Southeast Asian insurtech Igloo has tapped a veteran of Grab and Alibaba for chief business officer.
Igloo appointed Wilson Tseng to drive the commercial strategy, expand partnerships with business and insurer partners and identify new revenue streams, the insurtech said in a press release Thursday.
Tseng has previously held senior roles at superapp Grab and Alibaba, Igloo said, citing his experience in commercial strategy and partnership expansion. Igloo said Tseng played a key role in expanding Grab’s commercial team in Southeast Asia, across the marketplaces, payments and ads businesses.
Scaling Up
Tseng, who will report to CEO and Co-Founder Raunak Mehta, will work with the commercial teams in Malaysia, Vietnam, the Philippines, Thailand and Indonesia to improve existing partnerships, the release said. He will also work with the product, engineering and insurance teams on new initiatives, products and services for all markets and product lines, Igloo said.
Mehta, who took on the CEO and Co-Founder roles earlier this month after the insurtech raised $19 million in a series B funding round, called Tseng’s onboarding timely as Igloo prepares to scale up in Southeast Asia, while also building an engineering center in India.

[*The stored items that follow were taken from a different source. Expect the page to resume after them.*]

impl ReactionService {
    /// Create a new reaction service.
    #[must_use]
    pub fn new(
        registry: Arc<ReactionRegistry>,
        activity_repo: ActivityRepository,
        meta_repo: ActivityMetaRepository,
        user_repo: UserRepository,
        server_url: String,
    ) -> Self {
        Self {
            registry,
            activity_repo,
            meta_repo,
            user_repo,
            observers: Vec::new(),
            server_url,
        }
    }

    /// Register an observer. Observers are called in registration order.
    pub fn add_observer(&mut self, observer: ObserverHandle) {
        self.observers.push(observer);
    }

    /// The registry this service validates reaction names against.
    #[must_use]
    pub fn registry(&self) -> &ReactionRegistry {
        &self.registry
    }

    /// Permalink of an activity on this site.
    #[must_use]
    pub fn permalink(&self, activity_id: i64) -> String {
        activity_permalink(&self.server_url, activity_id)
    }

    fn reaction(&self, name: &str) -> AppResult<&ReactionType> {
        self.registry
            .get(name)
            .ok_or_else(|| AppError::UnknownReaction(name.to_string()))
    }

    /// Add a reaction of `name` by `user_id` to `parent_id`.
    ///
    /// Adding a reaction that already exists returns the existing row's ID
    /// and changes nothing.
    pub async fn add(
        &self,
        parent_id: i64,
        name: &str,
        user_id: i64,
        options: AddOptions,
    ) -> AppResult<i64> {
        let reaction = self.reaction(name)?;

        let display_name = self
            .user_repo
            .find_by_id(user_id)
            .await?
            .map_or_else(|| "Someone".to_string(), |u| u.display_name);

        // Lock first: concurrent writers on one parent queue here, so the
        // count below always sees every committed row.
        let txn = self.activity_repo.begin().await?;
        if !self.activity_repo.lock(&txn, parent_id).await? {
            return Err(AppError::ActivityNotFound(parent_id));
        }

        let parent = self
            .activity_repo
            .find_by_id_in(&txn, parent_id)
            .await?
            .ok_or(AppError::ActivityNotFound(parent_id))?;

        if parent.component == REACTIONS_COMPONENT {
            return Err(AppError::BadRequest(
                "Reactions cannot be reacted to".to_string(),
            ));
        }

        let recorded_at = options
            .recorded_at
            .unwrap_or_else(|| Utc::now().fixed_offset());

        let model = activity::ActiveModel {
            user_id: Set(user_id),
            component: Set(REACTIONS_COMPONENT.to_string()),
            activity_type: Set(reaction.reaction_type.clone()),
            action: Set(reaction.format.render(&display_name)),
            content: Set(String::new()),
            primary_link: Set(self.permalink(parent_id)),
            item_id: Set(parent_id),
            secondary_item_id: Set(parent.user_id),
            hide_sitewide: Set(parent.hide_sitewide),
            date_recorded: Set(recorded_at),
            ..Default::default()
        };

        let (created, inserted) = self
            .activity_repo
            .insert_reaction(&txn, model, parent_id, &reaction.reaction_type, user_id)
            .await?;

        if !inserted {
            tracing::debug!(
                reaction_id = created.id,
                parent_id,
                user_id,
                "Reaction already exists"
            );
            return Ok(created.id);
        }

        let count = self.recompute_in(&txn, parent_id).await?;

        txn.commit()
            .await
            .map_err(|e| AppError::Database(e.to_string()))?;

        tracing::info!(
            reaction_id = created.id,
            reaction = %reaction.name,
            parent_id,
            user_id,
            count,
            "Reaction added"
        );

        let event = ReactionAdded {
            reaction_id: created.id,
            name: reaction.name.clone(),
            reaction_type: reaction.reaction_type.clone(),
            parent_id,
            parent_author_id: parent.user_id,
            user_id,
            notify: options.notify,
        };
        for observer in &self.observers {
            if let Err(e) = observer.reaction_added(&event).await {
                tracing::warn!(error = %e, reaction_id = created.id, "Reaction observer failed");
            }
        }

        Ok(created.id)
    }

    /// Remove the reaction of `name` by `user_id` from `parent_id`.
    ///
    /// Returns the ID of the deleted row.
    pub async fn remove(&self, parent_id: i64, name: &str, user_id: i64) -> AppResult<i64> {
        let reaction = self.reaction(name)?;

        let txn = self.activity_repo.begin().await?;
        self.activity_repo.lock(&txn, parent_id).await?;

        let row = self
            .activity_repo
            .find_reaction(&txn, parent_id, &reaction.reaction_type, user_id)
            .await?
            .ok_or_else(|| AppError::NotFound("Reaction not found".to_string()))?;

        self.activity_repo.delete(&txn, row.id).await?;
        let count = self.recompute_in(&txn, parent_id).await?;

        txn.commit()
            .await
            .map_err(|e| AppError::Database(e.to_string()))?;

        tracing::info!(
            reaction_id = row.id,
            reaction = %reaction.name,
            parent_id,
            user_id,
            count,
            "Reaction removed"
        );

        let event = ReactionRemoved {
            reaction_id: row.id,
            name: reaction.name.clone(),
            reaction_type: row.activity_type,
            parent_id,
            parent_author_id: row.secondary_item_id,
            user_id,
        };
        self.emit_removed(&event).await;

        Ok(row.id)
    }

    /// Delete an activity.
    ///
    /// Deleting a reaction row updates its parent's count. Deleting any other
    /// activity also deletes its reactions and metadata; those reaction rows
    /// are removed in bulk and never go through this method again.
    pub async fn delete_activity(&self, activity_id: i64) -> AppResult<()> {
        let row = self
            .activity_repo
            .find_by_id(activity_id)
            .await?
            .ok_or(AppError::ActivityNotFound(activity_id))?;

        let txn = self.activity_repo.begin().await?;

        if row.component == REACTIONS_COMPONENT {
            self.activity_repo.lock(&txn, row.item_id).await?;
            self.activity_repo.delete(&txn, row.id).await?;
            self.recompute_in(&txn, row.item_id).await?;
            txn.commit()
                .await
                .map_err(|e| AppError::Database(e.to_string()))?;

            tracing::info!(reaction_id = row.id, parent_id = row.item_id, "Reaction row deleted");

            let name = self
                .registry
                .get_by_type(&row.activity_type)
                .map(|r| r.name.clone())
                .unwrap_or_default();
            let event = ReactionRemoved {
                reaction_id: row.id,
                name,
                reaction_type: row.activity_type,
                parent_id: row.item_id,
                parent_author_id: row.secondary_item_id,
                user_id: row.user_id,
            };
            self.emit_removed(&event).await;
            return Ok(());
        }

        self.activity_repo.lock(&txn, activity_id).await?;
        let reactions_removed = self
            .activity_repo
            .delete_reactions_of(&txn, activity_id)
            .await?;
        self.meta_repo.delete_all(&txn, activity_id).await?;
        self.activity_repo.delete(&txn, activity_id).await?;

        txn.commit()
            .await
            .map_err(|e| AppError::Database(e.to_string()))?;

        tracing::info!(activity_id, reactions_removed, "Activity deleted");

        let event = ActivityDeleted {
            activity_id,
            reactions_removed,
        };
        for observer in &self.observers {
            if let Err(e) = observer.activity_deleted(&event).await {
                tracing::warn!(error = %e, activity_id, "Reaction observer failed");
            }
        }

        Ok(())
    }

    async fn emit_removed(&self, event: &ReactionRemoved) {
        for observer in &self.observers {
            if let Err(e) = observer.reaction_removed(event).await {
                tracing::warn!(
                    error = %e,
                    reaction_id = event.reaction_id,
                    "Reaction observer failed"
                );
            }
        }
    }

    /// Recount the reactions of `parent_id` and store the result.
    pub async fn recompute(&self, parent_id: i64) -> AppResult<u64> {
        let txn = self.activity_repo.begin().await?;
        self.activity_repo.lock(&txn, parent_id).await?;
        let count = self.recompute_in(&txn, parent_id).await?;
        txn.commit()
            .await
            .map_err(|e| AppError::Database(e.to_string()))?;
        Ok(count)
    }

    /// Recount on the given connection. A zero count deletes the key so the
    /// parent drops out of the popular listing.
    async fn recompute_in<C: ConnectionTrait>(&self, conn: &C, parent_id: i64) -> AppResult<u64> {
        let count = self.activity_repo.count_reactions(conn, parent_id).await?;

        if count == 0 {
            self.meta_repo
                .delete_key(conn, parent_id, REACTIONS_COUNT_KEY)
                .await?;
        } else {
            self.meta_repo
                .upsert(conn, parent_id, REACTIONS_COUNT_KEY, &count.to_string())
                .await?;
        }

        Ok(count)
    }

    /// The stored reaction count of an activity; `None` when it has none.
    pub async fn stored_count(&self, parent_id: i64) -> AppResult<Option<u64>> {
        Ok(self
            .meta_repo
            .get(parent_id, REACTIONS_COUNT_KEY)
            .await?
            .and_then(|v| v.parse().ok()))
    }

    /// Users who reacted to `parent_id`, grouped by reaction activity type.
    pub async fn list_reactors(&self, parent_id: i64) -> AppResult<BTreeMap<String, Vec<i64>>> {
        let rows = self.activity_repo.find_reactions(parent_id).await?;

        let mut reactors: BTreeMap<String, Vec<i64>> = BTreeMap::new();
        for row in rows {
            reactors.entry(row.activity_type).or_default().push(row.user_id);
        }

        Ok(reactors)
    }

    /// State of every registered reaction on `parent_id` for `viewer_id`,
    /// in registration order.
    ///
    /// Without an activity every reaction reports zero. Anonymous viewers
    /// use ID 0 and have never reacted.
    pub async fn fetch(
        &self,
        parent_id: Option<i64>,
        viewer_id: i64,
    ) -> AppResult<ReactionStates> {
        let reactors = match parent_id {
            Some(id) if id > 0 => self.list_reactors(id).await?,
            _ => BTreeMap::new(),
        };

        Ok(self
            .registry
            .list_all()
            .iter()
            .map(|r| {
                let users = reactors
                    .get(&r.reaction_type)
                    .map_or(&[][..], Vec::as_slice);
                let state = ReactionState {
                    reacted: viewer_id != 0 && users.contains(&viewer_id),
                    emoji: r.emoji.clone(),
                    count: users.len(),
                };
                (r.name.clone(), state)
            })
            .collect())
    }

    /// Distinct activity IDs `user_id` reacted to, optionally of one
    /// reaction activity type.
    pub async fn list_user_reactions(
        &self,
        user_id: i64,
        reaction_type: Option<&str>,
    ) -> AppResult<Vec<i64>> {
        if user_id <= 0 {
            return Ok(Vec::new());
        }

        self.activity_repo
            .find_reacted_parent_ids(user_id, reaction_type)
            .await
    }

    /// Activity IDs for a profile scope: `reactions` lists everything, a
    /// reaction name lists that reaction. Unknown scopes list nothing.
    pub async fn user_scope(&self, user_id: i64, scope: &str) -> AppResult<Vec<i64>> {
        if scope == ALL_REACTIONS_SCOPE {
            return self.list_user_reactions(user_id, None).await;
        }

        match self.registry.get(scope) {
            Some(reaction) => {
                self.list_user_reactions(user_id, Some(&reaction.reaction_type))
                    .await
            }
            None => Ok(Vec::new()),
        }
    }

    /// Activities ordered by reaction count, most reacted first.
    pub async fn popular(&self, limit: u64, offset: u64) -> AppResult<Vec<PopularActivity>> {
        Ok(self
            .meta_repo
            .ranked_by_numeric_value(REACTIONS_COUNT_KEY, limit, offset)
            .await?
            .into_iter()
            .map(|(activity_id, count)| PopularActivity { activity_id, count })
            .collect())
    }
}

«Wilson brings a wealth of commercial partnerships expertise from a diverse career spanning start-ups, financial services, and e-commerce. This strategic appointment will help us maximise value creation for our partners as we scale,» Mehta said in the statement.
Under-Insured Market
Tseng cited Igloo’s «ambitious growth» in using technology to tap Southeast Asia’s underinsured market.

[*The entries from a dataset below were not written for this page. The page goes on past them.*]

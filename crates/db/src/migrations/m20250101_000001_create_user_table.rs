//! Create user table migration.

use sea_orm_migration::prelude::*;

#[derive(DeriveMigrationName)]
pub struct Migration;

#[async_trait::async_trait]
impl MigrationTrait for Migration {
    async fn up(&self, manager: &SchemaManager) -> Result<(), DbErr> {
        manager
            .create_table(
                Table::create()
                    .table(User::Table)
                    .if_not_exists()
                    .col(
                        ColumnDef::new(User::Id)
                            .big_integer()
                            .not_null()
                            .auto_increment()
                            .primary_key(),
                    )
                    .col(
                        ColumnDef::new(User::Login)
                            .string_len(60)
                            .not_null()
                            .unique_key(),
                    )
                    .col(ColumnDef::new(User::DisplayName).string_len(250).not_null())
                    .col(ColumnDef::new(User::ApiToken).string_len(64).unique_key())
                    .col(
                        ColumnDef::new(User::IsAdmin)
                            .boolean()
                            .not_null()
                            .default(false),
                    )
                    .col(
                        ColumnDef::new(User::CreatedAt)
                            .timestamp_with_time_zone()
                            .not_null(),
                    )
                    .to_owned(),
            )
            .await
    }

    async fn down(&self, manager: &SchemaManager) -> Result<(), DbErr> {
        manager
            .drop_table(Table::drop().table(User::Table).to_owned())
            .await
    }
}

#[derive(Iden)]
enum User {
    Table,
    Id,
    Login,
    DisplayName,
    ApiToken,
    IsAdmin,
    CreatedAt,
}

Igloo said it obtained more than 30 partnerships across Singapore, Malaysia, Thailand, Indonesia, Vietnam and the Philippines in 2021, with its gross written premium tripling during the period. The company said its goal was to facilitate 5 percent of the general insurance premiums in the region over the next five years.
Southeast Asia still has a large unbanked and underbanked population. Of the around 400 million adults in Southeast Asia, around 198 million are unbanked -- or don’t have a bank account -- while another 98 million are underbanked, with a bank account, but without access to credit, investments and insurance, according to the e-Conomy SEA 2019 report published by Google, Temasek and Bain & Co. in October 2019, prior to the start of the Covid-19 pandemic.